Lewis & Clark Law School supports three student-edited scholarly journals:
- Environmental Law Review
- Animal Law Review
- Lewis & Clark Law Review

==Practical skills==
===National moot court competitions===
Lewis & Clark law students benefit from the campus serving as a destination for several national moot courts.
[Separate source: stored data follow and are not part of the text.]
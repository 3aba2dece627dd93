//! Power-state table shared by firmware and host targets.
//!
//! The benchmark walks the device through a fixed, totally ordered list of
//! operating states. Each state maps to exactly one [`StateAction`]; the
//! controller looks the action up here instead of embedding per-state logic,
//! so the same table drives the ESP32 firmware and the host emulator.

use core::{fmt, time::Duration};

/// Number of states in one benchmark cycle.
pub const STATE_COUNT: usize = 12;

/// Operating state executed by one controller iteration.
#[derive(Copy, Clone, Debug, Eq, PartialEq, Hash)]
#[repr(u8)]
pub enum PowerState {
    Idle = 0,
    Computation = 1,
    WifiConnect = 2,
    WifiIdle = 3,
    WifiDownload = 4,
    WifiUpload = 5,
    WifiDisconnect = 6,
    LightSleep = 7,
    LightSleepDelay = 8,
    DeepSleep = 9,
    DeepSleepDelay = 10,
    Reset = 11,
}

/// Every state in execution order.
pub const ALL_STATES: [PowerState; STATE_COUNT] = [
    PowerState::Idle,
    PowerState::Computation,
    PowerState::WifiConnect,
    PowerState::WifiIdle,
    PowerState::WifiDownload,
    PowerState::WifiUpload,
    PowerState::WifiDisconnect,
    PowerState::LightSleep,
    PowerState::LightSleepDelay,
    PowerState::DeepSleep,
    PowerState::DeepSleepDelay,
    PowerState::Reset,
];

impl PowerState {
    /// State a cold boot starts from.
    pub const INITIAL: Self = PowerState::Idle;

    /// Position of the state within [`ALL_STATES`].
    pub const fn as_index(self) -> usize {
        self as usize
    }

    /// Attempts to construct a [`PowerState`] from a raw index.
    pub const fn from_index(index: usize) -> Option<Self> {
        if index < STATE_COUNT {
            Some(ALL_STATES[index])
        } else {
            None
        }
    }

    /// Raw byte stored in retained memory.
    pub const fn to_raw(self) -> u8 {
        self as u8
    }

    /// Decodes a retained byte, rejecting anything outside the table.
    pub const fn from_raw(raw: u8) -> Option<Self> {
        Self::from_index(raw as usize)
    }

    /// Successor in execution order; `Reset` wraps back to `Idle`.
    #[must_use]
    pub const fn next(self) -> Self {
        ALL_STATES[(self.as_index() + 1) % STATE_COUNT]
    }

    /// Returns `true` for states whose primitive does not return to the loop.
    pub const fn is_terminal(self) -> bool {
        matches!(
            self,
            PowerState::DeepSleep | PowerState::DeepSleepDelay | PowerState::Reset
        )
    }

    /// Stable machine-readable tag.
    pub const fn tag(self) -> &'static str {
        match self {
            PowerState::Idle => "idle",
            PowerState::Computation => "computation",
            PowerState::WifiConnect => "wifi-connect",
            PowerState::WifiIdle => "wifi-idle",
            PowerState::WifiDownload => "wifi-download",
            PowerState::WifiUpload => "wifi-upload",
            PowerState::WifiDisconnect => "wifi-disconnect",
            PowerState::LightSleep => "light-sleep",
            PowerState::LightSleepDelay => "light-sleep-delay",
            PowerState::DeepSleep => "deep-sleep",
            PowerState::DeepSleepDelay => "deep-sleep-delay",
            PowerState::Reset => "reset",
        }
    }

    /// Diagnostic line printed when the state begins.
    pub const fn announcement(self) -> &'static str {
        match self {
            PowerState::Idle => "Idle...",
            PowerState::Computation => "Computation...",
            PowerState::WifiConnect => "WiFi connection...",
            PowerState::WifiIdle => "WiFi idling...",
            PowerState::WifiDownload => "WiFi download...",
            PowerState::WifiUpload => "WiFi upload...",
            PowerState::WifiDisconnect => "WiFi disconnect...",
            PowerState::LightSleep => "Light Sleep (no delay)...",
            PowerState::LightSleepDelay => "Light Sleep (delayed)...",
            PowerState::DeepSleep => "Deep sleep (no delay)...",
            PowerState::DeepSleepDelay => "Deep sleep (delayed)...",
            PowerState::Reset => "Restarting...",
        }
    }

    /// Name of the measurement window between this state's trigger pulse and
    /// the next one, as labelled by the capture tooling.
    ///
    /// The zero-delay sleep states only contribute entry/exit overhead, so
    /// their windows are named after that overhead.
    pub const fn phase_label(self) -> &'static str {
        match self {
            PowerState::Idle => "Idle",
            PowerState::Computation => "Computation",
            PowerState::WifiConnect => "WiFi Connect",
            PowerState::WifiIdle => "WiFi Idle",
            PowerState::WifiDownload => "WiFi Download",
            PowerState::WifiUpload => "WiFi Upload",
            PowerState::WifiDisconnect => "WiFi Disconnect",
            PowerState::LightSleep => "Light-sleep Overhead",
            PowerState::LightSleepDelay => "Light-sleep",
            PowerState::DeepSleep => "Deep-sleep Overhead",
            PowerState::DeepSleepDelay => "Deep-sleep",
            PowerState::Reset => "Reset",
        }
    }
}

impl fmt::Display for PowerState {
    fn fmt(&self, f: &mut fmt::Formatter<'_>) -> fmt::Result {
        f.write_str(self.tag())
    }
}

/// Depth of a low-power mode.
#[derive(Copy, Clone, Debug, Eq, PartialEq)]
pub enum SleepDepth {
    /// Working memory retained; execution resumes after the sleep call.
    Light,
    /// Working memory discarded; execution restarts from the entry point.
    Deep,
}

/// Wake-timer configuration armed before entering sleep.
#[derive(Copy, Clone, Debug, Eq, PartialEq)]
pub enum WakeTimer {
    Immediate,
    After(Duration),
}

impl WakeTimer {
    /// Timer period in microseconds, the unit RTC wake sources are armed with.
    pub fn as_micros(self) -> u64 {
        match self {
            WakeTimer::Immediate => 0,
            WakeTimer::After(period) => u64::try_from(period.as_micros()).unwrap_or(u64::MAX),
        }
    }

    /// Timer period as a [`Duration`].
    pub const fn duration(self) -> Duration {
        match self {
            WakeTimer::Immediate => Duration::ZERO,
            WakeTimer::After(period) => period,
        }
    }
}

impl fmt::Display for WakeTimer {
    fn fmt(&self, f: &mut fmt::Formatter<'_>) -> fmt::Result {
        match self {
            WakeTimer::Immediate => f.write_str("immediate wake"),
            WakeTimer::After(period) => write!(f, "wake after {} ms", period.as_millis()),
        }
    }
}

/// Work performed by a state once the cursor has been advanced.
#[derive(Copy, Clone, Debug, Eq, PartialEq)]
pub enum StateAction {
    /// Hold the current configuration for a fixed duration.
    Dwell(Duration),
    /// Run the CPU/FPU stress loop for a fixed duration.
    Compute(Duration),
    /// Associate with the access point and wait for a link.
    Associate,
    /// Read the transfer budget from the download peer.
    Download,
    /// Write the transfer budget to the upload peer.
    Upload,
    /// Tear down the association.
    Disassociate,
    /// Enter a low-power mode.
    Sleep { depth: SleepDepth, wake: WakeTimer },
    /// Unconditional device restart.
    Restart,
}

impl StateAction {
    /// Returns `true` when the action never hands control back to the loop.
    pub const fn halts(self) -> bool {
        matches!(
            self,
            StateAction::Sleep {
                depth: SleepDepth::Deep,
                ..
            } | StateAction::Restart
        )
    }
}

/// One row of the state table.
#[derive(Copy, Clone, Debug, Eq, PartialEq)]
pub struct StateStep {
    pub state: PowerState,
    pub action: StateAction,
}

impl StateStep {
    pub const fn new(state: PowerState, action: StateAction) -> Self {
        Self { state, action }
    }

    /// Resolves the action for `state` against the configured delay.
    pub const fn for_state(state: PowerState, delay: Duration) -> Self {
        let action = match state {
            PowerState::Idle | PowerState::WifiIdle => StateAction::Dwell(delay),
            PowerState::Computation => StateAction::Compute(delay),
            PowerState::WifiConnect => StateAction::Associate,
            PowerState::WifiDownload => StateAction::Download,
            PowerState::WifiUpload => StateAction::Upload,
            PowerState::WifiDisconnect => StateAction::Disassociate,
            PowerState::LightSleep => StateAction::Sleep {
                depth: SleepDepth::Light,
                wake: WakeTimer::Immediate,
            },
            PowerState::LightSleepDelay => StateAction::Sleep {
                depth: SleepDepth::Light,
                wake: WakeTimer::After(delay),
            },
            PowerState::DeepSleep => StateAction::Sleep {
                depth: SleepDepth::Deep,
                wake: WakeTimer::Immediate,
            },
            PowerState::DeepSleepDelay => StateAction::Sleep {
                depth: SleepDepth::Deep,
                wake: WakeTimer::After(delay),
            },
            PowerState::Reset => StateAction::Restart,
        };
        Self::new(state, action)
    }
}

/// Builds the full state table for one cycle.
pub fn state_table(delay: Duration) -> [StateStep; STATE_COUNT] {
    ALL_STATES.map(|state| StateStep::for_state(state, delay))
}

#[cfg(test)]
mod tests {
    use super::*;

    #[test]
    fn next_walks_the_table_and_wraps() {
        for pair in ALL_STATES.windows(2) {
            assert_eq!(pair[0].next(), pair[1]);
        }
        assert_eq!(PowerState::Reset.next(), PowerState::Idle);
    }

    #[test]
    fn raw_encoding_rejects_out_of_range_bytes() {
        for state in ALL_STATES {
            assert_eq!(PowerState::from_raw(state.to_raw()), Some(state));
        }
        assert_eq!(PowerState::from_raw(12), None);
        assert_eq!(PowerState::from_raw(0xFF), None);
    }

    #[test]
    fn only_deep_sleep_and_reset_halt() {
        let table = state_table(Duration::from_millis(3_000));
        let halting: heapless::Vec<PowerState, STATE_COUNT> = table
            .iter()
            .filter(|step| step.action.halts())
            .map(|step| step.state)
            .collect();

        assert_eq!(
            halting.as_slice(),
            &[
                PowerState::DeepSleep,
                PowerState::DeepSleepDelay,
                PowerState::Reset
            ]
        );
        for step in table {
            assert_eq!(step.action.halts(), step.state.is_terminal());
        }
    }

    #[test]
    fn sleep_rows_pair_depth_with_wake_timer() {
        let delay = Duration::from_millis(3_000);
        assert_eq!(
            StateStep::for_state(PowerState::LightSleep, delay).action,
            StateAction::Sleep {
                depth: SleepDepth::Light,
                wake: WakeTimer::Immediate
            }
        );
        assert_eq!(
            StateStep::for_state(PowerState::DeepSleepDelay, delay).action,
            StateAction::Sleep {
                depth: SleepDepth::Deep,
                wake: WakeTimer::After(delay)
            }
        );
        assert_eq!(WakeTimer::After(delay).as_micros(), 3_000_000);
        assert_eq!(WakeTimer::Immediate.as_micros(), 0);
    }

    #[test]
    fn overhead_windows_follow_zero_delay_sleeps() {
        assert_eq!(PowerState::LightSleep.phase_label(), "Light-sleep Overhead");
        assert_eq!(PowerState::DeepSleepDelay.phase_label(), "Deep-sleep");
        assert_eq!(PowerState::WifiDownload.announcement(), "WiFi download...");
    }
}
In 2013, Chief Justice of the United States John G. Roberts launched Lewis & Clark's Environmental Moot Court Competition, presiding as a guest judge.

The campus also serves as the permanent host of the National Native American Law Students Association (NALSA) Moot Court Competition and the International Law Students Association (ILSA) Pacific Regional Philip C. Jessup International Law Moot Court Competition. Additionally, the ILSA Student Initiated Lecture Series at Lewis & Clark has been internationally recognized for academic excellence.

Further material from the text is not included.